--- Provided data ---

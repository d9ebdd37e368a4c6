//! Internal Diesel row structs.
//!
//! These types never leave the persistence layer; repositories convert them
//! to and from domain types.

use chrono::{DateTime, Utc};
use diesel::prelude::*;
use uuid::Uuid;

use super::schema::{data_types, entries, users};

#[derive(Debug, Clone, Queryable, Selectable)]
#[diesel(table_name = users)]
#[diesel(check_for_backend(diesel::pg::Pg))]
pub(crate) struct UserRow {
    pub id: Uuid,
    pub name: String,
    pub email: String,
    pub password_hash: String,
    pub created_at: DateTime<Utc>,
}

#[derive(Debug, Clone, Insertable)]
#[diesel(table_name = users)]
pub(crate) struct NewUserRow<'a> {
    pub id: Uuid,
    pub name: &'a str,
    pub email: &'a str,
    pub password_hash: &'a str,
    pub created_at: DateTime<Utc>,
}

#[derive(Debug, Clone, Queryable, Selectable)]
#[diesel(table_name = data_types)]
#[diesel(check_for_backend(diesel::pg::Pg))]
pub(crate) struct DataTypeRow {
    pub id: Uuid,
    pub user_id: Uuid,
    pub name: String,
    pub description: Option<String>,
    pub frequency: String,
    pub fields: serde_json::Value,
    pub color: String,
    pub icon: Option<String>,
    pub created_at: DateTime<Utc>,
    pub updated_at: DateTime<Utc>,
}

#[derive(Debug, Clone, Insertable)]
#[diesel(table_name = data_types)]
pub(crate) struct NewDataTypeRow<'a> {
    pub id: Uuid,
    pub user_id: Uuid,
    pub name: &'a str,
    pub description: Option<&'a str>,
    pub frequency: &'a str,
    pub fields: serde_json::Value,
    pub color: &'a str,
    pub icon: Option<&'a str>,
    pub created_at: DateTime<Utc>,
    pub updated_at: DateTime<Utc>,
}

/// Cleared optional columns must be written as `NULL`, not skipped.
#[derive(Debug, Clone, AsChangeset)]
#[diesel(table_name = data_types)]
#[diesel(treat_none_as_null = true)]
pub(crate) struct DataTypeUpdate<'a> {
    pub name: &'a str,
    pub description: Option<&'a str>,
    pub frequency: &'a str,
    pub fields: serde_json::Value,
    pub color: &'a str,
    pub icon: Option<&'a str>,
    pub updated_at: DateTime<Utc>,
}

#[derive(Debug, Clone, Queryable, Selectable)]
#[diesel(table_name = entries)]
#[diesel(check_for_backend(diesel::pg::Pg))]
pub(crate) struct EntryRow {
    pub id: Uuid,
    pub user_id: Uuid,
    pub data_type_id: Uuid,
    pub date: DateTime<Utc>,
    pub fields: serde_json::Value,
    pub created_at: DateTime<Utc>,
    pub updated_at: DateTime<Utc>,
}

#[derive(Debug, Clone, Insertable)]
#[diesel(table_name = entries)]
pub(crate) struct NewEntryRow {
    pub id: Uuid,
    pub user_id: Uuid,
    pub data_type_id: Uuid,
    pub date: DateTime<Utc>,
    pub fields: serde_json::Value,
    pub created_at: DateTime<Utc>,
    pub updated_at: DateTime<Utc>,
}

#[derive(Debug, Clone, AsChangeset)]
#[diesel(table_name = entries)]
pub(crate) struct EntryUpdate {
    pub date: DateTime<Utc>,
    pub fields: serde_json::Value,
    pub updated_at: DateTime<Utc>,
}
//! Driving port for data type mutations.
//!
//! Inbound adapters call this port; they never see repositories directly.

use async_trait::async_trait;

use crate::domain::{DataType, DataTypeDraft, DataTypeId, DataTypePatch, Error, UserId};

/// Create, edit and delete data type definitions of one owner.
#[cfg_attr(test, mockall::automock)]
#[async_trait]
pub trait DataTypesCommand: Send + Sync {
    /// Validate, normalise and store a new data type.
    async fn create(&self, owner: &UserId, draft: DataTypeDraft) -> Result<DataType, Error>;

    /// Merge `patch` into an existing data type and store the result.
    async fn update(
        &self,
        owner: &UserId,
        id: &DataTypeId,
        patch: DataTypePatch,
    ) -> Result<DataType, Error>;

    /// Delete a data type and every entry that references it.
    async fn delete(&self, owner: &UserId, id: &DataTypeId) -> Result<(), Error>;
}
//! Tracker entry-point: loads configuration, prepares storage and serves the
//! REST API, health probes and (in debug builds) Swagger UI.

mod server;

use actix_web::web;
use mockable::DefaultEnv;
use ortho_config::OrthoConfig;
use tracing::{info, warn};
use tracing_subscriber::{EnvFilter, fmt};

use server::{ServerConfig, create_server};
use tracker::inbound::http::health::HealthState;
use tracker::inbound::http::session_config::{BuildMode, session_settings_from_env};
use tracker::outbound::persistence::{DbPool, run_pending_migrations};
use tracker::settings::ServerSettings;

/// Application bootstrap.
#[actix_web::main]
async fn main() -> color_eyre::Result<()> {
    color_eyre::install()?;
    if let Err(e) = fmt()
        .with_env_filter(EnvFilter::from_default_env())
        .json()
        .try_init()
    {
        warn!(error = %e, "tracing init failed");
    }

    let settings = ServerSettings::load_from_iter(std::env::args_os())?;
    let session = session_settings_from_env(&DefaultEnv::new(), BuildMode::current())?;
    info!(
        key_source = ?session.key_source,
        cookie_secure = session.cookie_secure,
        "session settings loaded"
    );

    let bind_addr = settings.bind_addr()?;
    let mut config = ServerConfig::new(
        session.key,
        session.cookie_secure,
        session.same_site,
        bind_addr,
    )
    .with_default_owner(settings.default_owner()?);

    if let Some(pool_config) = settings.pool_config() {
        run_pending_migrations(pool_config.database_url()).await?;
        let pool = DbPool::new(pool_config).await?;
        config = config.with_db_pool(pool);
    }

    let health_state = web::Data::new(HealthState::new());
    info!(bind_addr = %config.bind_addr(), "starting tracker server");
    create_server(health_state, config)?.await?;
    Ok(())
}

---

## Brief
Where does the string "crate" appear in the records? Copy every line that holds it.

## Reply to the task
pub(crate) struct UserRow {
pub(crate) struct NewUserRow<'a> {
pub(crate) struct DataTypeRow {
pub(crate) struct NewDataTypeRow<'a> {
pub(crate) struct DataTypeUpdate<'a> {
pub(crate) struct EntryRow {
pub(crate) struct NewEntryRow {
pub(crate) struct EntryUpdate {
use crate::domain::{DataType, DataTypeDraft, DataTypeId, DataTypePatch, Error, UserId};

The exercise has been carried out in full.